One response, the simple one, is to ignore it. “You’re reading too much into it,” my students sometimes try to tell me, “You’ve got to suspend some disbelief!” And maybe it’s fair to ignore it, the way we overlook other breaks in cinematic continuity (and Stagecoach has a few). But John Ford, damn his eyes, is a much more subtle director than is immediately apparent. Plus, this film is not merely the origin of certain generic traditions in the Western (like the Monument Valley imagery), it’s also a highly self-conscious revival of a tradition considered (at that time) to be moribund. Its success gave the genre a shot in the arm, and made it possible for more such films to be made (and that’s an important thing to remember about it), but it’s also key to keep in mind that John Ford is dealing out from a well-shuffled pack of cards, not so much establishing archetypical Western characters (the gambler, the hot-head gunslinger, the fallen flower, the drunken doctor, etc) but troping on their extreme conventionality.
So maybe it’s exactly the point that they move but don’t move. While the drama of “The West” is always the closing of the frontier, the establishment of order in wild places beyond the border (a drama which therefore has a definite end), the “Western,” as generic dramatic form, has to make an enduring monument out of that thing that, by it’s very nature, cannot last. Where better than Monument Valley?
She Wore a Yellow Ribbon, on the other hand, wants to distance itself as much as possible from such romanticizing. While Stagecoach is a kind of stage play, in which the background is spectacular but also somewhat shallow, Yellow Ribbon is fascinatingly interested in the little details, the particular and the tangible. The tobacco that John Wayne is always chewing on, for example, is real and deep in a way that nothing in Stagecoach can be. In Stagecoach, Doc Boone drinks because that’s what he does: he’s the “drunken doctor” archetype, so it’s necessary that he drink. But tobacco in Yellow Ribbon serves no functional purpose: like tobacco in real life, it is chewed because of how it feels to chew it. I was also struck by the curiously deep pattern of cavalry bugle calls we hear in this film; like the incredibly particular maneuvers Wayne puts his men through at various stages, it is simply more complex than it has to be. We don’t understand (or need to understand) what those different calls mean, or why Wayne orders his men to go through the particular maneuvers he does, but we do recognize depth beyond our ability to perceive it. That depth seems important, in exactly the way that Stagecoach had to remain shallow.
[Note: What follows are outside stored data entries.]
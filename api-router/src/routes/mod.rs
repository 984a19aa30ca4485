pub mod chat;
pub mod conversations;
pub mod documents;
pub mod health;
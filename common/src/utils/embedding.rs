use std::{
    collections::hash_map::DefaultHasher,
    hash::{Hash, Hasher},
    str::FromStr,
    sync::Arc,
};

use anyhow::{anyhow, Context, Result};
use async_openai::{config::OpenAIConfig, types::CreateEmbeddingRequestArgs, Client};
use fastembed::{EmbeddingModel, ModelTrait, TextEmbedding, TextInitOptions};
use serde::Deserialize;
use tokio::sync::Mutex;
use tokio_retry::{
    strategy::{jitter, ExponentialBackoff},
    Retry,
};

use super::config::AppConfig;

#[derive(Debug, Clone, Copy, PartialEq, Eq, Default, Deserialize)]
#[serde(rename_all = "lowercase")]
pub enum EmbeddingBackend {
    OpenAI,
    #[default]
    FastEmbed,
    Hashed,
}

impl FromStr for EmbeddingBackend {
    type Err = anyhow::Error;

    fn from_str(s: &str) -> Result<Self, Self::Err> {
        match s.trim().to_ascii_lowercase().as_str() {
            "openai" => Ok(Self::OpenAI),
            "fastembed" | "fast-embed" | "fast" => Ok(Self::FastEmbed),
            "hashed" => Ok(Self::Hashed),
            other => Err(anyhow!(
                "unrecognized embedding backend '{other}' (expected openai, fastembed, or hashed)"
            )),
        }
    }
}

/// Maps text to fixed-length vectors. The retry policy for the remote model
/// lives here; callers never retry embedding failures themselves.
#[derive(Clone)]
pub struct EmbeddingProvider {
    inner: EmbeddingInner,
}

#[derive(Clone)]
enum EmbeddingInner {
    OpenAI {
        client: Arc<Client<OpenAIConfig>>,
        model: String,
        dimensions: u32,
    },
    FastEmbed {
        model: Arc<Mutex<TextEmbedding>>,
        model_name: EmbeddingModel,
        dimension: usize,
    },
    Hashed {
        dimension: usize,
    },
}

impl EmbeddingProvider {
    pub async fn from_config(
        config: &AppConfig,
        openai_client: Option<Arc<Client<OpenAIConfig>>>,
    ) -> Result<Self> {
        match config.embedding_backend {
            EmbeddingBackend::OpenAI => {
                if config.openai_api_key.is_empty() {
                    return Err(anyhow!(
                        "openai embedding backend selected but no API key is configured"
                    ));
                }
                let client = openai_client
                    .ok_or_else(|| anyhow!("openai embedding backend requires an API client"))?;
                Ok(Self::new_openai(
                    client,
                    config.embedding_model.clone(),
                    config.embedding_dimensions,
                ))
            }
            EmbeddingBackend::FastEmbed => Self::new_fastembed(config.fastembed_model.clone()).await,
            EmbeddingBackend::Hashed => Self::new_hashed(config.embedding_dimensions as usize),
        }
    }

    pub fn new_openai(client: Arc<Client<OpenAIConfig>>, model: String, dimensions: u32) -> Self {
        Self {
            inner: EmbeddingInner::OpenAI {
                client,
                model,
                dimensions,
            },
        }
    }

    /// Loading the model may download weights on first use, so it runs on the
    /// blocking pool.
    pub async fn new_fastembed(model_override: Option<String>) -> Result<Self> {
        let model_name = match model_override {
            Some(code) => EmbeddingModel::from_str(&code).map_err(|err| anyhow!(err))?,
            None => EmbeddingModel::default(),
        };

        let init_model = model_name.clone();
        let (model, dimension) = tokio::task::spawn_blocking(move || -> Result<_> {
            let loaded = TextEmbedding::try_new(
                TextInitOptions::new(init_model.clone()).with_show_download_progress(true),
            )
            .context("loading fastembed model")?;
            let info = EmbeddingModel::get_model_info(&init_model)
                .ok_or_else(|| anyhow!("fastembed metadata missing for {init_model}"))?;
            Ok((loaded, info.dim))
        })
        .await
        .context("joining fastembed load task")??;

        Ok(Self {
            inner: EmbeddingInner::FastEmbed {
                model: Arc::new(Mutex::new(model)),
                model_name,
                dimension,
            },
        })
    }

    /// Deterministic token-bucket embeddings. No model downloads, no network,
    /// cosine similarity still tracks token overlap, which is what tests need.
    pub fn new_hashed(dimension: usize) -> Result<Self> {
        Ok(Self {
            inner: EmbeddingInner::Hashed {
                dimension: dimension.max(1),
            },
        })
    }

    pub fn backend_label(&self) -> &'static str {
        match self.inner {
            EmbeddingInner::OpenAI { .. } => "openai",
            EmbeddingInner::FastEmbed { .. } => "fastembed",
            EmbeddingInner::Hashed { .. } => "hashed",
        }
    }

    /// Configured dimension. For FastEmbed this is the model's native size;
    /// for OpenAI the requested truncation size.
    pub fn dimension(&self) -> usize {
        match &self.inner {
            EmbeddingInner::OpenAI { dimensions, .. } => *dimensions as usize,
            EmbeddingInner::FastEmbed { dimension, .. } => *dimension,
            EmbeddingInner::Hashed { dimension } => *dimension,
        }
    }

    pub fn model_code(&self) -> Option<String> {
        match &self.inner {
            EmbeddingInner::OpenAI { model, .. } => Some(model.clone()),
            EmbeddingInner::FastEmbed { model_name, .. } => Some(model_name.to_string()),
            EmbeddingInner::Hashed { .. } => None,
        }
    }

    pub async fn embed(&self, text: &str) -> Result<Vec<f32>> {
        match &self.inner {
            EmbeddingInner::Hashed { dimension } => Ok(hashed_embedding(text, *dimension)),
            EmbeddingInner::FastEmbed { model, .. } => {
                let mut engine = model.lock().await;
                let mut vectors = engine
                    .embed(vec![text.to_owned()], None)
                    .context("generating fastembed vector")?;
                if vectors.is_empty() {
                    return Err(anyhow!("fastembed returned no embedding for input"));
                }
                Ok(vectors.swap_remove(0))
            }
            EmbeddingInner::OpenAI {
                client,
                model,
                dimensions,
            } => {
                let retry_strategy = ExponentialBackoff::from_millis(100).map(jitter).take(3);
                let embedding = Retry::spawn(retry_strategy, || async {
                    let request = CreateEmbeddingRequestArgs::default()
                        .model(model.clone())
                        .input([text])
                        .dimensions(*dimensions)
                        .build()?;

                    let response = client.embeddings().create(request).await?;

                    response
                        .data
                        .into_iter()
                        .next()
                        .map(|item| item.embedding)
                        .ok_or_else(|| anyhow!("no embedding data received from OpenAI API"))
                })
                .await?;

                Ok(embedding)
            }
        }
    }

    pub async fn embed_batch(&self, texts: Vec<String>) -> Result<Vec<Vec<f32>>> {
        if texts.is_empty() {
            return Ok(Vec::new());
        }

        match &self.inner {
            EmbeddingInner::Hashed { dimension } => Ok(texts
                .into_iter()
                .map(|text| hashed_embedding(&text, *dimension))
                .collect()),
            EmbeddingInner::FastEmbed { model, .. } => {
                let mut engine = model.lock().await;
                engine
                    .embed(texts, None)
                    .context("generating fastembed batch embeddings")
            }
            EmbeddingInner::OpenAI {
                client,
                model,
                dimensions,
            } => {
                let retry_strategy = ExponentialBackoff::from_millis(100).map(jitter).take(3);
                let embeddings = Retry::spawn(retry_strategy, || async {
                    let request = CreateEmbeddingRequestArgs::default()
                        .model(model.clone())
                        .input(texts.clone())
                        .dimensions(*dimensions)
                        .build()?;

                    let response = client.embeddings().create(request).await?;

                    anyhow::Ok(
                        response
                            .data
                            .into_iter()
                            .map(|item| item.embedding)
                            .collect::<Vec<_>>(),
                    )
                })
                .await?;

                if embeddings.is_empty() {
                    return Err(anyhow!("OpenAI returned no embeddings for batch input"));
                }

                Ok(embeddings)
            }
        }
    }
}

/// Token counts folded into hash buckets, then L2-normalized. An input with
/// no alphanumeric tokens embeds as the zero vector.
fn hashed_embedding(text: &str, dimension: usize) -> Vec<f32> {
    let dim = dimension.max(1);
    let mut vector = vec![0.0f32; dim];
    for token in tokens(text) {
        let slot = bucket(&token, dim);
        if let Some(value) = vector.get_mut(slot) {
            *value += 1.0;
        }
    }

    let norm = vector.iter().map(|v| v * v).sum::<f32>().sqrt();
    if norm > 0.0 {
        for value in &mut vector {
            *value /= norm;
        }
    }

    vector
}

fn tokens(text: &str) -> impl Iterator<Item = String> + '_ {
    text.split(|c: char| !c.is_ascii_alphanumeric())
        .filter(|token| !token.is_empty())
        .map(str::to_ascii_lowercase)
}

fn bucket(token: &str, dimension: usize) -> usize {
    let mut hasher = DefaultHasher::new();
    token.hash(&mut hasher);
    (hasher.finish() % dimension as u64) as usize
}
She Wore a Yellow Ribbon also has a scene with prominently burning stagecoach, I noticed, which the old John Wayne kicks to pieces in disgust. There’s also a scene (which I particularly treasure) in which a stagecoach rides up and over and down a piece of steeply sloping ground, and the wagon almost–almost!–tips over. It’s not fake; that thing almost tips over. But it doesn’t.
These are lovely little intertexts; what Stagecoach made into a symbol without form (you knew they were going to get there, didn‘t you?), Yellow Ribbon is fascinated with for exactly its physicality, for the fact that if you burn a wagon, it will burn up. If you drive it recklessly, it can fall. And putting John Wayne in the central roles in both films, of course, just establishes the link all the more firmly. The Ringo Kid he plays in Stagecoach will always be a kid, always be just one step ahead of “the blessings of civilization” as Doc Boone puts it in the film’s last lines. John Wayne in Yellow Ribbon, on the other hand, plays a man on the cusp of retirement and death, a Captain Nathan Brittles that can burn if set on fire, a man brittle enough to break. “Old soldiers,” he muses. “How they hate to grow old!” But in this film, they do.